What Congress is proposing to do is more of the same. It didn't work last time around. Why would it work now? Sometimes persistence is a virtue. Other times it is foolishness.
The answer is simple. The things that need to be done are neither palatable nor easy to explain. Dishing out more tax breaks that are easy to explain and promise relief with no sacrifice sell better when election day rolls around. The depreciation provisions, including bonus depreciation and first-year expensing, have contributed to the current economic mess by allowing taxpayers to compute taxable income as though their economic position declined when in fact it remained the same or improved. Packaged into tax shelters, LILO deals, tax-exempt leasing arrangements, and other devices that contribute to the tax gap, these provisions ought not be considered remedies for the very economic diseases that they have caused and aggravated.
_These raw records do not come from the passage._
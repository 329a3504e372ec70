//! Typed projections over the resolved property map.
//!
//! Grounded on `oxc-project-editorconfig-parser`'s `IndentStyle`/
//! `EndOfLine`/`Charset` enums (parsed with `eq_ignore_ascii_case`, no
//! `FromStr` machinery) and `rotmh-editorconfig-core-rust`'s
//! `process_properties` for the `indent_size`/`tab_width` inference order.

/// The recognized keys whose *values* are lower-cased during normalization,
/// in addition to every key always being lower-cased.
const KNOWN_KEYS: &[&str] = &[
    "root",
    "indent_style",
    "indent_size",
    "tab_width",
    "end_of_line",
    "charset",
    "trim_trailing_whitespace",
    "insert_final_newline",
];

#[derive(Debug, Clone, Copy, PartialEq, Eq)]
pub enum IndentStyle {
    Tab,
    Space,
}

#[derive(Debug, Clone, Copy, PartialEq, Eq)]
pub enum IndentSize {
    Size(u32),
    UseTabWidth,
}

#[derive(Debug, Clone, Copy, PartialEq, Eq)]
pub enum EndOfLine {
    Lf,
    Cr,
    CrLf,
}

#[derive(Debug, Clone, Copy, PartialEq, Eq)]
pub enum Charset {
    Latin1,
    Utf8,
    Utf8Bom,
    Utf16Be,
    Utf16Le,
}

/// A recognized key whose value failed to parse. The key/value survive in
/// the raw map; the typed projection for that key is simply absent.
#[derive(Debug, Clone, PartialEq, Eq)]
pub struct BogusEntry {
    pub key: String,
    pub value: String,
    pub reason: &'static str,
}

/// An ordered, lower-cased-key property map with typed projections over the
/// recognized EditorConfig keys.
#[derive(Debug, Clone, Default)]
pub struct PropertyMap {
    entries: Vec<(String, String)>,
    bogus: Vec<BogusEntry>,
}

impl PropertyMap {
    pub fn new() -> Self {
        PropertyMap::default()
    }

    pub fn get(&self, key: &str) -> Option<&str> {
        self.entries
            .iter()
            .find(|(k, _)| k == key)
            .map(|(_, v)| v.as_str())
    }

    /// Sets `key` to `value`, lower-casing the key and overwriting any
    /// existing value in place (last writer wins, original position kept).
    pub fn set(&mut self, key: impl AsRef<str>, value: impl Into<String>) {
        let key = key.as_ref().to_ascii_lowercase();
        let value = value.into();
        if let Some(entry) = self.entries.iter_mut().find(|(k, _)| *k == key) {
            entry.1 = value;
        } else {
            self.entries.push((key, value));
        }
    }

    pub fn remove(&mut self, key: &str) {
        self.entries.retain(|(k, _)| k != key);
    }

    pub fn is_empty(&self) -> bool {
        self.entries.is_empty()
    }

    pub fn iter(&self) -> impl Iterator<Item = (&str, &str)> {
        self.entries.iter().map(|(k, v)| (k.as_str(), v.as_str()))
    }

    /// Recognized keys whose value could not be parsed into a projection.
    pub fn bogus(&self) -> &[BogusEntry] {
        &self.bogus
    }

    fn mark_bogus(&mut self, key: &str, value: &str, reason: &'static str) {
        self.bogus.push(BogusEntry {
            key: key.to_string(),
            value: value.to_string(),
            reason,
        });
    }

    pub fn indent_style(&self) -> Option<IndentStyle> {
        match self.get("indent_style") {
            Some("tab") => Some(IndentStyle::Tab),
            Some("space") => Some(IndentStyle::Space),
            _ => None,
        }
    }

    pub fn indent_size(&self) -> Option<IndentSize> {
        match self.get("indent_size") {
            Some("tab") => Some(IndentSize::UseTabWidth),
            Some(v) => v.parse::<u32>().ok().filter(|n| *n > 0).map(IndentSize::Size),
            None => None,
        }
    }

    pub fn tab_width(&self) -> Option<u32> {
        self.get("tab_width")
            .and_then(|v| v.parse::<u32>().ok())
            .filter(|n| *n > 0)
    }

    pub fn end_of_line(&self) -> Option<EndOfLine> {
        match self.get("end_of_line") {
            Some("lf") => Some(EndOfLine::Lf),
            Some("cr") => Some(EndOfLine::Cr),
            Some("crlf") => Some(EndOfLine::CrLf),
            _ => None,
        }
    }

    pub fn charset(&self) -> Option<Charset> {
        match self.get("charset") {
            Some("latin1") => Some(Charset::Latin1),
            Some("utf-8") => Some(Charset::Utf8),
            Some("utf-8-bom") => Some(Charset::Utf8Bom),
            Some("utf-16be") => Some(Charset::Utf16Be),
            Some("utf-16le") => Some(Charset::Utf16Le),
            _ => None,
        }
    }

    pub fn trim_trailing_whitespace(&self) -> Option<bool> {
        self.get("trim_trailing_whitespace").and_then(parse_bool)
    }

    pub fn insert_final_newline(&self) -> Option<bool> {
        self.get("insert_final_newline").and_then(parse_bool)
    }
}

fn parse_bool(v: &str) -> Option<bool> {
    if v.eq_ignore_ascii_case("true") {
        Some(true)
    } else if v.eq_ignore_ascii_case("false") {
        Some(false)
    } else {
        None
    }
}

/// Normalizes a raw, accumulated `(key, value)` list into a [`PropertyMap`]:
/// lower-cases keys (and, for recognized keys, values), drops empty
/// keys/values, flags malformed recognized values as bogus, applies the
/// `indent_style = tab` → `indent_size = tab` inference when
/// `infer_indent_size` is set, and strips the `root` marker.
pub(crate) fn normalize(raw: &[(String, String)], infer_indent_size: bool) -> PropertyMap {
    let mut map = PropertyMap::new();

    for (key, value) in raw {
        if key.is_empty() || value.is_empty() {
            continue;
        }
        let lower_key = key.to_ascii_lowercase();
        let stored_value = if KNOWN_KEYS.contains(&lower_key.as_str()) {
            value.to_ascii_lowercase()
        } else {
            value.clone()
        };
        map.set(&lower_key, stored_value);
    }

    for key in KNOWN_KEYS.iter().filter(|k| **k != "root") {
        if let Some(value) = map.get(key).map(str::to_string) {
            validate_known(&mut map, key, &value);
        }
    }

    if infer_indent_size && map.get("indent_style") == Some("tab") && map.get("indent_size").is_none()
    {
        map.set("indent_size", "tab");
    }

    map.remove("root");
    map
}

fn validate_known(map: &mut PropertyMap, key: &str, value: &str) {
    let reason: Option<&'static str> = match key {
        "indent_style" => (value != "tab" && value != "space").then_some("expected 'tab' or 'space'"),
        "indent_size" => (value != "tab" && value.parse::<u32>().map(|n| n == 0).unwrap_or(true))
            .then_some("expected a positive integer or 'tab'"),
        "tab_width" => value
            .parse::<u32>()
            .map(|n| n == 0)
            .unwrap_or(true)
            .then_some("expected a positive integer"),
        "end_of_line" => (!matches!(value, "lf" | "cr" | "crlf")).then_some("expected 'lf', 'cr', or 'crlf'"),
        "charset" => (!matches!(value, "latin1" | "utf-8" | "utf-8-bom" | "utf-16be" | "utf-16le"))
            .then_some("expected a recognized charset"),
        "trim_trailing_whitespace" | "insert_final_newline" => {
            (value != "true" && value != "false").then_some("expected 'true' or 'false'")
        }
        _ => None,
    };
    if let Some(reason) = reason {
        map.mark_bogus(key, value, reason);
    }
}

#[cfg(test)]
mod tests {
    use super::*;

    #[test]
    fn lower_cases_keys_and_known_values() {
        let raw = vec![
            ("Indent_Style".to_string(), "TAB".to_string()),
            ("MyCustomKey".to_string(), "MixedCase".to_string()),
        ];
        let map = normalize(&raw, true);
        assert_eq!(map.get("indent_style"), Some("tab"));
        assert_eq!(map.get("mycustomkey"), Some("MixedCase"));
    }

    #[test]
    fn indent_size_inferred_from_tab_style() {
        let raw = vec![("indent_style".to_string(), "tab".to_string())];
        let map = normalize(&raw, true);
        assert_eq!(map.indent_size(), Some(IndentSize::UseTabWidth));
    }

    #[test]
    fn inference_suppressed_by_version_gate() {
        let raw = vec![("indent_style".to_string(), "tab".to_string())];
        let map = normalize(&raw, false);
        assert_eq!(map.indent_size(), None);
    }

    #[test]
    fn bogus_value_is_flagged_and_preserved() {
        let raw = vec![("indent_size".to_string(), "banana".to_string())];
        let map = normalize(&raw, true);
        assert_eq!(map.indent_size(), None);
        assert_eq!(map.get("indent_size"), Some("banana"));
        assert_eq!(map.bogus().len(), 1);
        assert_eq!(map.bogus()[0].key, "indent_size");
    }

    #[test]
    fn root_key_is_stripped() {
        let raw = vec![("root".to_string(), "true".to_string())];
        let map = normalize(&raw, true);
        assert!(map.is_empty());
    }

    #[test]
    fn empty_key_or_value_is_dropped() {
        let raw = vec![
            ("".to_string(), "x".to_string()),
            ("key".to_string(), "".to_string()),
        ];
        let map = normalize(&raw, true);
        assert!(map.is_empty());
    }
}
Back in 2009, I concluded Just Because It Didn’t Work the First 50 Times Doesn’t Mean It Will Work Next Time with this prediction:
If, indeed, it is time for change, Congress should be given that message and understand it. Change does not mean doing something over and over when it hasn't worked and shows no signs of working. Just as consumers need to abandon the bad habit of spending beyond one's means and borrowing beyond one's ability to repay, Congress needs to break its bad habit of using the tax code as a vote generator. The likelihood of Congress embracing genuine change and doing more than giving lip service to the concept remains, unfortunately, very low. Its recalcitrance may prove to be one of the most difficult obstacles to the incoming Administration's success in solving the mess in which we find ourselves.That the Administration has joined up with the pro-fake-writeoff crowd in Congress is not only disappointing but alarming. Except, perhaps, to the companies and people in other nations that make money selling equipment to American businesses.